We sent this story to Ryanair.
It was having none of it. This is its response.
A spokeswoman said Jane “was not shabbily treated by Ryanair, rather she was shabbily treated and clearly misled either by her travel agent or her insurance company”.
The airline’s statement continues at length in a similar vein
“1. The booking was made by a Dutch travel agent on September 11th. The travel agent in this case booked the two passengers with a regular fare, which included seat selection but the travel agent omitted to check them in online or to advise them to do so before they arrived at the airport. The assurances they received of “end-to-end assistance” was baseless. The insurers advice ‘not to check-in online as Ryanair were to assign us suitable seats’ was absurd and does not form any part of Ryanair’s well-known service.
“2. The travel agent had booked the wheelchair service at Biarritz, but this is provided – not by Ryanair – but by Biarritz Airport. We are unaware as to why the wheelchair service was not provided, or why the wheelchair assistance desk was unmanned at their arrival. Wheelchair assistance is not provided by airlines, it is provided by the airports, but is paid for by the airlines. We regret that it was not provided in this case, however it was provided on their return to Dublin, by Dublin Airport.

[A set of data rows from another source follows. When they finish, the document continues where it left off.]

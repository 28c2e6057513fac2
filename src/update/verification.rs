use sha2::{Digest, Sha256};
use std::path::Path;
use tokio::fs::File;
use tokio::io::AsyncReadExt;
use tracing::{debug, info, warn};

use crate::core::{Result, UpdateError};

/// Read size used while hashing artifacts.
pub const CHUNK_SIZE: usize = 8 * 1024;

/// Outcome of checking an artifact against an optional published digest.
#[derive(Debug, Clone, PartialEq, Eq)]
pub enum Verification {
    /// Computed digest equals the published one
    Verified {
        /// The matching digest
        digest: String,
    },
    /// Computed digest differs from the published one
    Mismatch {
        /// Digest from the manifest
        expected: String,
        /// Digest computed locally
        actual: String,
    },
    /// No digest was published; the file was hashed for the record only
    Unverified {
        /// Digest computed locally
        digest: String,
    },
}

impl Verification {
    /// Whether the artifact may be used.
    pub fn is_acceptable(&self) -> bool {
        !matches!(self, Self::Mismatch { .. })
    }
}

/// Verifies the integrity of a downloaded artifact using SHA-256.
///
/// Files are hashed incrementally in [`CHUNK_SIZE`] reads so memory use stays
/// flat regardless of artifact size. Digests are lowercase hex without any
/// prefix; published digests may carry a `sha256:` prefix and any case.
pub struct IntegrityVerifier;

impl IntegrityVerifier {
    /// Compute the SHA-256 digest of a file as lowercase hex.
    ///
    /// # Examples
    ///
    /// ```rust,no_run
    /// use selfswap::update::IntegrityVerifier;
    /// use std::path::Path;
    ///
    /// # async fn example() -> selfswap::core::Result<()> {
    /// let digest = IntegrityVerifier::compute_sha256(Path::new("/tmp/app-1.2.0.zip")).await?;
    /// println!("sha256: {digest}");
    /// # Ok(())
    /// # }
    /// ```
    pub async fn compute_sha256(path: &Path) -> Result<String> {
        debug!("Computing SHA256 checksum for: {:?}", path);

        let mut file = File::open(path).await.map_err(|_| UpdateError::fs("open artifact", path))?;
        let mut hasher = Sha256::new();
        let mut buffer = vec![0u8; CHUNK_SIZE];

        loop {
            let read = file.read(&mut buffer).await?;
            if read == 0 {
                break;
            }
            hasher.update(&buffer[..read]);
        }

        Ok(hex::encode(hasher.finalize()))
    }

    /// Normalize a published digest to lowercase hex.
    ///
    /// Accepts an optional `sha256:` prefix and surrounding whitespace.
    /// Returns `None` unless exactly 64 hex digits remain.
    pub fn normalize_digest(raw: &str) -> Option<String> {
        let trimmed = raw.trim();
        let hex_part = trimmed
            .get(..7)
            .filter(|prefix| prefix.eq_ignore_ascii_case("sha256:"))
            .map_or(trimmed, |_| &trimmed[7..]);

        (hex_part.len() == 64 && hex_part.bytes().all(|b| b.is_ascii_hexdigit()))
            .then(|| hex_part.to_ascii_lowercase())
    }

    /// Hash `path` and compare it with `expected`, if any.
    ///
    /// # Errors
    ///
    /// Returns [`UpdateError::ParseError`] when `expected` is not a SHA-256
    /// digest, or an I/O error when the file cannot be read. A digest mismatch
    /// is reported as [`Verification::Mismatch`], not as an error.
    pub async fn check(path: &Path, expected: Option<&str>) -> Result<Verification> {
        let actual = Self::compute_sha256(path).await?;

        let Some(raw) = expected else {
            warn!("No checksum published for {}, integrity not verified", path.display());
            return Ok(Verification::Unverified {
                digest: actual,
            });
        };

        let expected = Self::normalize_digest(raw).ok_or_else(|| UpdateError::ParseError {
            source_url: path.display().to_string(),
            reason: format!("'{raw}' is not a SHA-256 digest"),
        })?;

        if expected == actual {
            info!("Checksum verification successful for {}", path.display());
            Ok(Verification::Verified {
                digest: actual,
            })
        } else {
            warn!("Checksum mismatch for {}: expected {}, got {}", path.display(), expected, actual);
            Ok(Verification::Mismatch {
                expected,
                actual,
            })
        }
    }

    /// Whether `path` hashes to `expected`.
    ///
    /// Any mismatch, including an `expected` value that is not a SHA-256
    /// digest, yields `false`.
    ///
    /// # Errors
    ///
    /// Returns an error only when the file cannot be read.
    pub async fn verify(path: &Path, expected: &str) -> Result<bool> {
        let Some(expected) = Self::normalize_digest(expected) else {
            warn!("Refusing to verify {} against malformed digest '{}'", path.display(), expected);
            return Ok(false);
        };
        Ok(matches!(Self::check(path, Some(&expected)).await?, Verification::Verified { .. }))
    }
}
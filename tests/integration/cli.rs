//! The `selfswap` binary.

use assert_cmd::Command;
use predicates::prelude::*;
use tempfile::TempDir;

use selfswap::test_utils::{ManifestFixture, sha256_hex};

const HELLO_DIGEST: &str = "dffd6021bb2bd5b0af676290809ec3a53191dd81c7f70a4b28688a362182986f";

/// The binary with an isolated (absent) config file and no progress output.
fn selfswap(temp: &TempDir) -> Command {
    let mut cmd = Command::cargo_bin("selfswap").unwrap();
    cmd.arg("--no-progress")
        .arg("--config")
        .arg(temp.path().join("absent.toml"))
        .env("NO_COLOR", "1")
        .env_remove("RUST_LOG");
    cmd
}

fn publish_manifest(temp: &TempDir, version: &str) -> String {
    let artifact = temp.path().join("app");
    std::fs::write(&artifact, b"new").unwrap();
    let manifest = temp.path().join("release.json");
    ManifestFixture::direct(version, &format!("file://{}", artifact.display()), &sha256_hex(b"new"))
        .write_to(&manifest)
        .unwrap();
    format!("file://{}", manifest.display())
}

#[test]
fn test_verify_matching_digest() {
    let temp = TempDir::new().unwrap();
    let file = temp.path().join("hello.txt");
    std::fs::write(&file, "Hello, World!").unwrap();

    selfswap(&temp)
        .arg("verify")
        .arg(&file)
        .arg(format!("sha256:{}", HELLO_DIGEST.to_uppercase()))
        .assert()
        .success()
        .stdout(predicate::str::contains("OK").and(predicate::str::contains(HELLO_DIGEST)));
}

#[test]
fn test_verify_mismatch_fails() {
    let temp = TempDir::new().unwrap();
    let file = temp.path().join("hello.txt");
    std::fs::write(&file, "Hello, World?").unwrap();

    selfswap(&temp)
        .arg("verify")
        .arg(&file)
        .arg(HELLO_DIGEST)
        .assert()
        .failure()
        .stdout(predicate::str::contains("MISMATCH"))
        .stderr(predicate::str::contains("Checksum mismatch"));
}

#[test]
fn test_verify_without_digest_prints_it() {
    let temp = TempDir::new().unwrap();
    let file = temp.path().join("hello.txt");
    std::fs::write(&file, "Hello, World!").unwrap();

    selfswap(&temp)
        .arg("verify")
        .arg(&file)
        .assert()
        .success()
        .stdout(predicate::str::starts_with(HELLO_DIGEST));
}

#[test]
fn test_script_renders_windows_batch_anywhere() {
    let temp = TempDir::new().unwrap();
    let output = selfswap(&temp)
        .args([
            "script",
            "--platform",
            "windows",
            "--staged-dir",
            r"C:\Temp\app_update_1\staged",
            "--install-dir",
            r"C:\Program Files\App",
            "--temp-dir",
            r"C:\Temp\app_update_1",
            "--executable",
            "app.exe",
            "--grace-delay",
            "3",
        ])
        .assert()
        .success()
        .get_output()
        .stdout
        .clone();

    let script = String::from_utf8(output).unwrap();
    assert!(script.contains("xcopy"));
    assert!(script.contains("ping -n 4"));
    assert!(script.contains(r"C:\Program Files\App"));
    assert!(script.contains("\r\n"));
}

#[cfg(unix)]
#[test]
fn test_script_rejects_relative_windows_paths() {
    let temp = TempDir::new().unwrap();
    selfswap(&temp)
        .args([
            "script",
            "--platform",
            "windows",
            "--staged-dir",
            "staged",
            "--install-dir",
            r"C:\App",
            "--temp-dir",
            r"C:\Temp\s",
            "--executable",
            "app.exe",
        ])
        .assert()
        .failure();
}

#[cfg(unix)]
#[test]
fn test_script_resolves_relative_posix_paths() {
    let temp = TempDir::new().unwrap();
    let root = temp.path().canonicalize().unwrap();
    let mut cmd = selfswap(&temp);
    cmd.current_dir(&root)
        .args([
            "script",
            "--platform",
            "posix",
            "--staged-dir",
            "session/staged",
            "--install-dir",
            "install",
            "--temp-dir",
            "session",
            "--executable",
            "app",
        ])
        .assert()
        .success()
        .stdout(
            predicate::str::starts_with("#!/bin/sh")
                .and(predicate::str::contains(root.join("install").display().to_string())),
        );
}

#[test]
fn test_check_reports_available_update() {
    let temp = TempDir::new().unwrap();
    let url = publish_manifest(&temp, "2.0.0");

    selfswap(&temp)
        .args(["check", "--manifest-url", &url, "--installed", "1.0.0"])
        .assert()
        .success()
        .stdout(predicate::str::contains("Update available:").and(predicate::str::contains("2.0.0")));
}

#[test]
fn test_check_reports_up_to_date() {
    let temp = TempDir::new().unwrap();
    let url = publish_manifest(&temp, "2.0.0");

    selfswap(&temp)
        .args(["check", "--manifest-url", &url, "--installed", "v2.0.0"])
        .assert()
        .success()
        .stdout(predicate::str::contains("Up to date"));
}

#[test]
fn test_check_without_manifest_url_fails() {
    let temp = TempDir::new().unwrap();
    selfswap(&temp)
        .arg("check")
        .assert()
        .failure()
        .stderr(predicate::str::contains("No manifest URL configured"));
}

#[test]
fn test_check_uses_config_file() {
    let temp = TempDir::new().unwrap();
    let url = publish_manifest(&temp, "2.0.0");
    let config = temp.path().join("config.toml");
    std::fs::write(&config, format!("[update]\nmanifest_url = \"{url}\"\n")).unwrap();

    Command::cargo_bin("selfswap")
        .unwrap()
        .args(["--no-progress", "--config"])
        .arg(&config)
        .args(["check", "--installed", "1.0.0"])
        .assert()
        .success()
        .stdout(predicate::str::contains("Update available:"));
}

#[test]
fn test_watch_once_when_up_to_date() {
    let temp = TempDir::new().unwrap();
    let url = publish_manifest(&temp, "1.0.0");
    let install = temp.path().join("install");
    std::fs::create_dir_all(&install).unwrap();

    selfswap(&temp)
        .args(["watch", "--once", "--interval", "0", "--manifest-url", &url, "--installed", "1.0.0"])
        .arg("--install-dir")
        .arg(&install)
        .args(["--executable", "app"])
        .timeout(std::time::Duration::from_secs(30))
        .assert()
        .success()
        .stdout(predicate::str::contains("Up to date"));
}

#[test]
fn test_watch_once_declined_by_user() {
    let temp = TempDir::new().unwrap();
    let url = publish_manifest(&temp, "2.0.0");
    let install = temp.path().join("install");
    std::fs::create_dir_all(&install).unwrap();

    selfswap(&temp)
        .args(["watch", "--once", "--interval", "0", "--manifest-url", &url, "--installed", "1.0.0"])
        .arg("--install-dir")
        .arg(&install)
        .args(["--executable", "app"])
        .write_stdin("n\n")
        .timeout(std::time::Duration::from_secs(30))
        .assert()
        .success()
        .stdout(predicate::str::contains("Update available:").and(predicate::str::contains("declined")));

    assert_eq!(std::fs::read_dir(&install).unwrap().count(), 0);
}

“3. When they got to the check-in desk, they were correctly advised they had not checked in for the flight, and they were properly charged the airport check-in fee. Their travel agent had also failed to book a checked bag for them, so they were correctly charged €35.99 to check in a bag, which was placed in the hold of the aircraft.
“This passenger’s claim that they were told by their insurer that Ryanair ‘was to assign us suitable seats’ is more baseless advice from their insurer. The travel agents had booked over-wing emergency aisle seats but as one passenger was injured and unable to open the over-wing door in an emergency, they were not permitted by safety regulations to sit in these over-wing exit seats. The passengers were requested to move seats and they did so swapping with other passengers who were physically fit to sit in the emergency over-wing exit row.
“5. Ryanair has not received any queries from the insurance company. The claim made by this passenger that ‘the insurer has contacted them several times too’ is false. We received one approach by the Dutch travel agent on September 30th, some three weeks after they travelled, where the travel agent wrongly claimed they only booked a ‘Plus’ fare package for these passengers, but they then accepted that they had in fact only booked the regular fare, not the ‘Plus’ fare package when this was shown to them.
“6. The travel agent then requested that the airport check-in fee be refunded, and it was pointed out that this check-in fee was properly levied as neither of these passengers nor the travel agent had checked in online before arriving at Biarritz Airport.”
The statement concluded with the following. “Much as we regret the misadvice and the false assurances that [Jane] and her husband appear to have received in this case, this was due to false assurances received from either their insurance company or the Dutch travel agent – not Ryanair. Therefore, her claims that Ryanair ‘mistreated’ her or ‘denied our responsibilities’ are false.”